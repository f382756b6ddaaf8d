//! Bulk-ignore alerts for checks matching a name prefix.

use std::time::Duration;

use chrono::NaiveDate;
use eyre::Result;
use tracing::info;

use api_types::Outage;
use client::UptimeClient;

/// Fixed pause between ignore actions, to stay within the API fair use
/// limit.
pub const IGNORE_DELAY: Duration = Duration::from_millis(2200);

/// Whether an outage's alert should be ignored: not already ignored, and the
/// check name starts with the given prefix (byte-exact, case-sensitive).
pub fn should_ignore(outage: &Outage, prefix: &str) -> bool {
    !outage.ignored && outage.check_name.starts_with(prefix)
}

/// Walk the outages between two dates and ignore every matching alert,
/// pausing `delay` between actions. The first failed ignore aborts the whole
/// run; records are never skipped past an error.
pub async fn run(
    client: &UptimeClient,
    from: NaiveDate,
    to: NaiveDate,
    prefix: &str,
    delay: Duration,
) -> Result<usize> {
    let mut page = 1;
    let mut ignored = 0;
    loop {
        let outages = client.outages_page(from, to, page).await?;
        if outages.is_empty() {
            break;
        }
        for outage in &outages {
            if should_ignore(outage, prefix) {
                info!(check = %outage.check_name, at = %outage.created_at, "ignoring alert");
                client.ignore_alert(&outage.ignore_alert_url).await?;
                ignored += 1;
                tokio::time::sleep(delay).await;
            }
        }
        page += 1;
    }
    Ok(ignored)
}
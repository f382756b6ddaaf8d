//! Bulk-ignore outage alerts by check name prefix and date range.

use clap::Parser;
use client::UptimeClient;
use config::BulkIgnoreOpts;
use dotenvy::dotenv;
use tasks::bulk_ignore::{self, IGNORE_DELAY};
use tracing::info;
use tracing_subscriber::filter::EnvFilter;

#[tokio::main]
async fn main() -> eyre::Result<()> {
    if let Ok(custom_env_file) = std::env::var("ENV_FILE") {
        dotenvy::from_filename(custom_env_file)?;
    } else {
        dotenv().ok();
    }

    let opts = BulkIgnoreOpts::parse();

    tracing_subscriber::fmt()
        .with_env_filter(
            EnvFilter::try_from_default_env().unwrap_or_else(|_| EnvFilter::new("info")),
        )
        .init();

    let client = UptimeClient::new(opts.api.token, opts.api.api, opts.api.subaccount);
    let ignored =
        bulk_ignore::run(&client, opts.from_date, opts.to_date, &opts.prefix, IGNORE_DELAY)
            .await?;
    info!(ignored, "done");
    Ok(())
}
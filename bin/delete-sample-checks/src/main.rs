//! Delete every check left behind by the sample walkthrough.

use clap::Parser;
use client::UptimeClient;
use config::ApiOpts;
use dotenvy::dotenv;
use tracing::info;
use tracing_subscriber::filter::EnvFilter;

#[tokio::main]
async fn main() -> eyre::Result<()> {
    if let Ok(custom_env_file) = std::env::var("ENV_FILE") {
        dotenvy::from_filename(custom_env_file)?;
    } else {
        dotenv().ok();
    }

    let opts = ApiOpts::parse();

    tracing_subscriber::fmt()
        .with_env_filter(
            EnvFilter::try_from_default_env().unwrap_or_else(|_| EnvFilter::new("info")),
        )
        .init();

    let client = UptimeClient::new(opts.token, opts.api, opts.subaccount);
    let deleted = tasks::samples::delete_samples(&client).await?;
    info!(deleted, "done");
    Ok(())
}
==
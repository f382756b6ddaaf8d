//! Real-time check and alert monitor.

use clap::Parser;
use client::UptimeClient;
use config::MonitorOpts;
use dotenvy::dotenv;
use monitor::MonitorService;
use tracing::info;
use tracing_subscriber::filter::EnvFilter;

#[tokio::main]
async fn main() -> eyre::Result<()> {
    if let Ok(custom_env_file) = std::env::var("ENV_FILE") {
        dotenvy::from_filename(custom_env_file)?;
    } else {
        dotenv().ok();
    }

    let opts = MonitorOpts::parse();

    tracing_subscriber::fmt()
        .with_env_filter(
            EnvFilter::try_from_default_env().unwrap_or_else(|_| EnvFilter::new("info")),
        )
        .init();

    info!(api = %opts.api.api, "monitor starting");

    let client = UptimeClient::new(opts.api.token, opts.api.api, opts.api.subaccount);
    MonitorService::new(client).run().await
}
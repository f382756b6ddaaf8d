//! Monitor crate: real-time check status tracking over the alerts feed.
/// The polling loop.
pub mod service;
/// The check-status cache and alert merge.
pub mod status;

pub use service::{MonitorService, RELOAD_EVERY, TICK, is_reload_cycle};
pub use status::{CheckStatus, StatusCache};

- **INSTRUCTIONS FOR THE TASK**: Look through the data above for lines holding the word "MonitorService". State how many there are and nothing else.

- **FINISHED EXERCISE**: 3